ECTS2016 Poster Presentations Cell biology: osteoblasts and bone formation (36 abstracts)
1TIRO-MATOs UMR E4320, Université Nice-Sophia Antipolis/CEA, Nice, France; 2CHU Pasteur2, Rhumatologie, Nice, France; 37 Faculté de Médecine, Nantes, France; 4The Medical School, University of Sheffield, Sheffield, UK.
Although estrogen deficiency has been considered for a long time as the main factor leading to osteoporosis (OP), several lines of evidence highlight the role of oxidative stress increase with age as a key factor in this pathology. Autophagy acts as a central mechanism allowing damaged macromolecules and organelles to be degraded and recycled, such as mitochondria, the main source of reactive oxygen species (ROS). Recent publications have shown that autophagy is a new actor in OB function, specifically through its effect on lowering oxidative stress. In parallel, a decrease of autophagy with age has been reported in several cell types. Thus, we could hypothesize that an age related autophagy deficiency in OB could contribute to skeletal ageing in osteoporosis onset. In the present work, we have analyzed autophagy activity in osteocytes (OST) and OB in male and female mice according to their age and hormonal status.

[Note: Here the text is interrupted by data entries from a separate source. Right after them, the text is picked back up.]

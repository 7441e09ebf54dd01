// 🚦 Build Pipeline - Loader → Aggregator → Writer, then packaging
//
// Single-threaded and sequential: everything is read into memory once,
// computed, and written once. The first fatal error ends the run.

use crate::config::BuildConfig;
use crate::loader::{LoadReport, RecordLoader};
use crate::package::Packager;
use crate::stats::{AggregateStatistics, StatisticsAggregator};
use crate::writer::{OutputWriter, WriteReport};
use anyhow::{Context, Result};
use std::path::PathBuf;
use tracing::info;

#[derive(Debug, Clone, Copy, PartialEq, Eq, Default)]
pub enum BuildMode {
    /// Site artifacts only
    Site,
    /// Extension archive only
    Package,
    /// Site, then extension archive
    #[default]
    All,
}

impl BuildMode {
    pub fn builds_site(&self) -> bool {
        matches!(self, BuildMode::Site | BuildMode::All)
    }

    pub fn packages(&self) -> bool {
        matches!(self, BuildMode::Package | BuildMode::All)
    }
}

#[derive(Debug, Clone, Default)]
pub struct BuildReport {
    pub load: Option<LoadReport>,
    pub stats: Option<AggregateStatistics>,
    pub write: Option<WriteReport>,
    pub package: Option<PathBuf>,
}

impl BuildReport {
    pub fn summary(&self) -> String {
        let mut parts = Vec::new();
        if let Some(load) = &self.load {
            parts.push(format!(
                "{} records ({} skipped{})",
                load.records.len(),
                load.skipped.len(),
                if load.used_seed { ", seed set" } else { "" }
            ));
        }
        if let Some(write) = &self.write {
            parts.push(format!(
                "{} artifacts in {}",
                write.artifact_count,
                write.site_dir.display()
            ));
        }
        if let Some(package) = &self.package {
            parts.push(format!("package {}", package.display()));
        }
        parts.join(" | ")
    }
}

pub struct Pipeline {
    config: BuildConfig,
}

impl Pipeline {
    pub fn new(config: BuildConfig) -> Self {
        Pipeline { config }
    }

    pub fn config(&self) -> &BuildConfig {
        &self.config
    }

    /// Load and aggregate without writing anything
    pub fn analyze(&self) -> Result<(LoadReport, AggregateStatistics)> {
        let load = RecordLoader::with_reserved_files(self.config.reserved_files.clone())
            .load_dir(&self.config.input_dir)?;
        let stats = StatisticsAggregator::with_top_n(self.config.top_n).aggregate(&load.records);
        Ok((load, stats))
    }

    pub fn run(&self, mode: BuildMode) -> Result<BuildReport> {
        let mut report = BuildReport::default();

        if mode.builds_site() {
            let (load, stats) = self.analyze()?;
            info!("{}", stats.summary());

            let write = OutputWriter::new(self.config.site_title.clone())
                .with_extension_fallback(&self.config.extension_fallback_path)
                .with_static_dir(&self.config.static_dir)
                .write_site(&self.config.output_dir, &load.records, &stats)
                .context("Site build failed")?;

            report.load = Some(load);
            report.stats = Some(stats);
            report.write = Some(write);
        }

        if mode.packages() {
            let archive = Packager::new(&self.config.extension_dir, &self.config.dist_dir)
                .package()
                .context("Extension packaging failed")?;
            report.package = Some(archive);
        }

        Ok(report)
    }
}

#[cfg(test)]
mod tests {
    use super::*;
    use std::fs;
    use tempfile::TempDir;

    fn config_in(tmp: &TempDir) -> BuildConfig {
        BuildConfig {
            input_dir: tmp.path().join("accounts"),
            output_dir: tmp.path().join("site"),
            static_dir: tmp.path().join("static"),
            extension_dir: tmp.path().join("extension"),
            extension_fallback_path: tmp.path().join("extension/data/identifiers.json"),
            dist_dir: tmp.path().join("dist"),
            cache_path: tmp.path().join("cache.json"),
            ..BuildConfig::default()
        }
    }

    #[test]
    fn test_build_modes() {
        assert!(BuildMode::All.builds_site() && BuildMode::All.packages());
        assert!(BuildMode::Site.builds_site() && !BuildMode::Site.packages());
        assert!(!BuildMode::Package.builds_site() && BuildMode::Package.packages());
        assert_eq!(BuildMode::default(), BuildMode::All);
    }

    #[test]
    fn test_site_build_from_directory() {
        let tmp = TempDir::new().unwrap();
        let config = config_in(&tmp);
        fs::create_dir_all(&config.input_dir).unwrap();
        fs::write(
            config.input_dir.join("one.json"),
            r#"{"identifier": "one", "metrics": {"followerCount": 10}}"#,
        )
        .unwrap();

        let report = Pipeline::new(config.clone()).run(BuildMode::Site).unwrap();

        assert_eq!(report.load.as_ref().unwrap().records.len(), 1);
        assert_eq!(report.stats.as_ref().unwrap().follower_summary.count, 1);
        assert!(report.package.is_none());
        assert!(config.output_dir.join("index.html").exists());
        assert!(config.extension_fallback_path.exists());
        assert!(report.summary().contains("1 records"));
    }

    #[test]
    fn test_package_only_without_extension_fails() {
        let tmp = TempDir::new().unwrap();
        let config = config_in(&tmp);

        let result = Pipeline::new(config.clone()).run(BuildMode::Package);

        assert!(result.is_err());
        assert!(!config.output_dir.exists());
    }
}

In OST, we observed a decrease in autophagy with ageing while it increases following gonadectomy in males and females. However, although a 70% decrease in autophagy is observed in OB derived from ageing females, this activity remains unchanged in males. While ovariectomy has no effect on OB autophagy levels, orchidectomy leads to a four-fold increase in these cells. These results have been obtained by measuring the LC3-II protein levels in western blots and confirmed by transmission electron microscopy analysis of the autophagic vacuoles. Moreover, we observed an inverse correlation between autophagy and the oxidative stress level in OB derived from males or females.
Thus, our results suggest that OB autophagy levels fluctuate with age and hormonal status in a different way depending on the gender. In females, the lowering of autophagy in OB, which is associated with an increased oxidative stress, could play a role in the construction-resorption balance disequilibrium observed in osteoporosis.